My biggest reward was finding a treasure trove of information in the small local library of Louisville, MS. Other family members had left copies on file of their research and their DAR applications. And. Louis Taunton has donated a lot of material to the library. I understand the genealogy research room was rededicated in his memory. Thanks to my family and Mr. Taunton, I had enough information to return home and link in my generations into the patriot records at the SAR and DAR. My brother and I are now both members. This was my first road trip and I was incredibly excited at such a find. And, I was able to visit with living relatives there. What a bonus!!!! I wish everyone such a success. :)
An historian from the University of South Australia contacted my father asking question about my grandfather and a family friend. (The historian has since died).

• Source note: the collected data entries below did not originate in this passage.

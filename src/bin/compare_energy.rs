use std::fs;
use std::io::Write;
use std::path::{Path, PathBuf};

use clap::Parser;
use env_logger::{Builder, Env};
use log::error;

use energy_efficiency_rs::analysis::{print_summary, run_comparison, write_report, RatioSummary, SessionConfig, SessionSummary};
use energy_efficiency_rs::runner::{ToolConfig, TrialRunner, TurbostatSampler};
use energy_efficiency_rs::Result;

const BENCHMARK_PATH: &str = "./bin/run_enc_dec";
const K: u32 = 2000;
const R: u32 = 40;
const N_TRIALS: usize = 100;
const RUN_COUNT: usize = 1;

/// Compares the energy efficiency of RS and RLC coding under turbostat.
#[derive(Parser, Debug)]
#[command(author, version, about, long_about = None)]
struct Args {
    /// Directory where the plot and summary are saved.
    #[arg(short, long)]
    output: PathBuf,
}

fn run(output: &Path) -> Result<()> {
    // Fail before any measurement if the output directory cannot be created
    fs::create_dir_all(output)?;

    let config = SessionConfig { k: K, r: R, trials: N_TRIALS };
    let tools = ToolConfig { benchmark: PathBuf::from(BENCHMARK_PATH), ..Default::default() };
    let mut runner = TrialRunner::new(TurbostatSampler::new(tools)?, RUN_COUNT)?;

    // Run the baseline and all trials
    let session = run_comparison(&mut runner, &config)?;
    let energy_ratios = session.energy_ratios()?;
    let power_ratios = session.power_ratios()?;

    let summary = SessionSummary {
        config,
        run_count: runner.run_count(),
        baseline: session.baseline,
        ratios: vec![
            RatioSummary::from_values("E_RS / E_RLC", &energy_ratios)?,
            RatioSummary::from_values("P_RS / P_RLC", &power_ratios)?,
        ],
    };

    // Save the plot and summary, then print the table
    write_report(output, &summary, &energy_ratios, &power_ratios)?;
    print_summary(&summary);
    Ok(())
}

fn main() {
    Builder::from_env(Env::default().default_filter_or("info"))
        .format(|buf, record| writeln!(buf, "{}", record.args()))
        .init();

    let args = Args::parse();
    if let Err(e) = run(&args.output) {
        error!("Error: {}", e);
        std::process::exit(1);
    }
}
use plotters::prelude::*;
use std::error::Error as StdError;
use std::path::{Path, PathBuf};

use crate::error::{Error, Result};

pub const PLOT_FILE_NAME: &str = "energy_efficiency.png";

const FIGURE_SIZE: (u32, u32) = (1000, 500);
const FONT: &str = "sans-serif";

struct Panel<'a> {
    title: &'a str,
    x_desc: &'a str,
    values: &'a [f64],
}

/// Empirical CDF of `values`: each distinct value paired with the fraction of
/// samples less than or equal to it, in ascending order.
pub fn ecdf(values: &[f64]) -> Vec<(f64, f64)> {
    let mut sorted = values.to_vec();
    sorted.sort_by(|a, b| a.total_cmp(b));

    let n = sorted.len() as f64;
    let mut points: Vec<(f64, f64)> = Vec::with_capacity(sorted.len());
    for (i, &v) in sorted.iter().enumerate() {
        let fraction = (i + 1) as f64 / n;
        if let Some(last) = points.last_mut() {
            if last.0 == v {
                last.1 = fraction;
                continue;
            }
        }
        points.push((v, fraction));
    }
    points
}

/// Horizontal extent of a panel with a little room on both sides.
fn x_range(points: &[(f64, f64)]) -> (f64, f64) {
    let min = points.first().map(|p| p.0).unwrap_or(0.0);
    let max = points.last().map(|p| p.0).unwrap_or(1.0);
    let span = max - min;
    let pad = if span > 0.0 { span * 0.05 } else { 0.5 };
    (min - pad, max + pad)
}

/// Turns ECDF points into a staircase that starts at 0 on the left edge and
/// reaches 1 on the right edge.
fn staircase(points: &[(f64, f64)], x_min: f64, x_max: f64) -> Vec<(f64, f64)> {
    let mut steps = Vec::with_capacity(points.len() * 2 + 2);
    steps.push((x_min, 0.0));
    let mut level = 0.0;
    for &(x, y) in points {
        steps.push((x, level));
        steps.push((x, y));
        level = y;
    }
    steps.push((x_max, level));
    steps
}

fn draw(path: &Path, title: &str, panels: &[Panel]) -> std::result::Result<(), Box<dyn StdError>> {
    let root = BitMapBackend::new(path, FIGURE_SIZE).into_drawing_area();
    root.fill(&WHITE)?;
    let root = root.titled(title, (FONT, 24))?;
    let areas = root.split_evenly((1, panels.len()));

    for (area, panel) in areas.iter().zip(panels) {
        let points = ecdf(panel.values);
        let (x_min, x_max) = x_range(&points);

        let mut chart = ChartBuilder::on(area)
            .caption(panel.title, (FONT, 18))
            .margin(10)
            .x_label_area_size(50)
            .y_label_area_size(50)
            .build_cartesian_2d(x_min..x_max, 0.0..1.05)?;

        chart
            .configure_mesh()
            .x_desc(panel.x_desc)
            .y_desc("CDF")
            .axis_desc_style((FONT, 16))
            .draw()?;

        chart.draw_series(LineSeries::new(staircase(&points, x_min, x_max), BLUE.stroke_width(2)))?;
    }

    root.present()?;
    Ok(())
}

/// Renders the energy-ratio and power-ratio ECDFs side by side into
/// `<dir>/energy_efficiency.png` and returns the file path.
pub fn plot_energy_efficiency(dir: &Path, k: u32, r: u32, energy_ratios: &[f64], power_ratios: &[f64]) -> Result<PathBuf> {
    if energy_ratios.is_empty() || power_ratios.is_empty() {
        return Err(Error::Plot("no ratios to plot".to_string()));
    }

    let path = dir.join(PLOT_FILE_NAME);
    let title = format!("Energy efficiency comparison (k={}, r={})", k, r);
    let panels = [
        Panel { title: "Consumed energy ratio", x_desc: "E_RS / E_RLC", values: energy_ratios },
        Panel { title: "Power draw ratio", x_desc: "P_RS / P_RLC", values: power_ratios },
    ];

    draw(&path, &title, &panels).map_err(|e| Error::Plot(e.to_string()))?;
    Ok(path)
}

#[cfg(test)]
mod tests {
    use super::*;

    #[test]
    fn ecdf_is_sorted_and_ends_at_one() {
        let points = ecdf(&[3.0, 1.0, 2.0, 4.0]);
        assert_eq!(points, vec![(1.0, 0.25), (2.0, 0.5), (3.0, 0.75), (4.0, 1.0)]);
    }

    #[test]
    fn ecdf_merges_ties() {
        let points = ecdf(&[1.5, 0.5, 1.5, 1.5]);
        assert_eq!(points, vec![(0.5, 0.25), (1.5, 1.0)]);
        assert!(ecdf(&[]).is_empty());
    }

    #[test]
    fn x_range_pads_degenerate_span() {
        assert_eq!(x_range(&[(2.0, 1.0)]), (1.5, 2.5));
        let (lo, hi) = x_range(&[(0.0, 0.5), (10.0, 1.0)]);
        assert!(lo < 0.0 && hi > 10.0);
    }

    #[test]
    fn staircase_spans_the_axis() {
        let steps = staircase(&[(1.0, 0.5), (2.0, 1.0)], 0.0, 3.0);
        assert_eq!(
            steps,
            vec![(0.0, 0.0), (1.0, 0.0), (1.0, 0.5), (2.0, 0.5), (2.0, 1.0), (3.0, 1.0)]
        );
    }

    #[test]
    fn renders_png_into_output_dir() {
        let dir = std::env::temp_dir().join(format!("energy_efficiency_rs_plot_{}", std::process::id()));
        let _ = std::fs::remove_dir_all(&dir);
        std::fs::create_dir_all(&dir).unwrap();

        let path = plot_energy_efficiency(&dir, 2000, 40, &[1.0, 2.0, 1.5], &[0.8, 0.9, 1.1]).unwrap();
        assert_eq!(path, dir.join(PLOT_FILE_NAME));
        assert!(path.is_file());
        assert!(std::fs::metadata(&path).unwrap().len() > 0);

        std::fs::remove_dir_all(&dir).unwrap();
    }

    #[test]
    fn refuses_to_plot_nothing() {
        let dir = std::env::temp_dir();
        assert!(matches!(plot_energy_efficiency(&dir, 2000, 40, &[], &[1.0]), Err(Error::Plot(_))));
    }
}
//! Error type shared by the measurement pipeline.
//!
//! Nothing in the harness recovers from an error locally: a failed spawn or a
//! malformed report aborts the whole comparison session.

use thiserror::Error;

/// Result type alias used throughout the crate.
pub type Result<T> = std::result::Result<T, Error>;

#[derive(Debug, Error)]
pub enum Error {
    /// The wrapped benchmark process could not be started.
    #[error("failed to spawn `{command}`: {source}")]
    Spawn {
        command: String,
        #[source]
        source: std::io::Error,
    },

    /// The power tool wrote something that is not UTF-8 to its diagnostic stream.
    #[error("diagnostic output of `{command}` is not valid UTF-8")]
    Decode { command: String },

    /// The power tool summary does not match the expected layout.
    #[error("malformed power report: {reason}")]
    Parse { reason: String },

    /// A derived quantity would divide by zero, e.g. a trial that ran no longer
    /// than the baseline.
    #[error("division by zero while computing {what}")]
    ZeroDenominator { what: &'static str },

    /// An average or summary was requested over an empty set of samples.
    #[error("no samples for {0}")]
    NoSamples(String),

    #[error("invalid configuration: {0}")]
    InvalidConfig(String),

    #[error("plotting failed: {0}")]
    Plot(String),

    #[error(transparent)]
    Io(#[from] std::io::Error),

    #[error(transparent)]
    Json(#[from] serde_json::Error),
}

impl Error {
    pub(crate) fn parse(reason: impl Into<String>) -> Self {
        Error::Parse { reason: reason.into() }
    }
}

They left the north of Italy around the same time to work in the cane fields in north Queensland, Australia. My grandfather was paid to leave Italy in the 1920's. He was against Mussolini (anti Fascist) and too outspoken.

Due to clues left by the historian searches were made in the Australian National Archives and many years later we found that the Italian Consulate and Australian ASIO had been watching my grandfather and his associates. In NAA we found evidence of this, including letters that my grandfather had written about his Political beliefs, his family and even about tending to his garden. These letters were seized in raids from Italian friends thought to be a threat to the Commonwealth of Australia. My father and his sisters (now in their 70's and 80's) were able to read these letters for the first time. The letters were written during WW2. There is much more intrigue in this story even murder. My grandfather's friend was murdered by Fascists in an interment camp in South Australia during the war by a Fascist, despite pleas from him that he would die at their hands.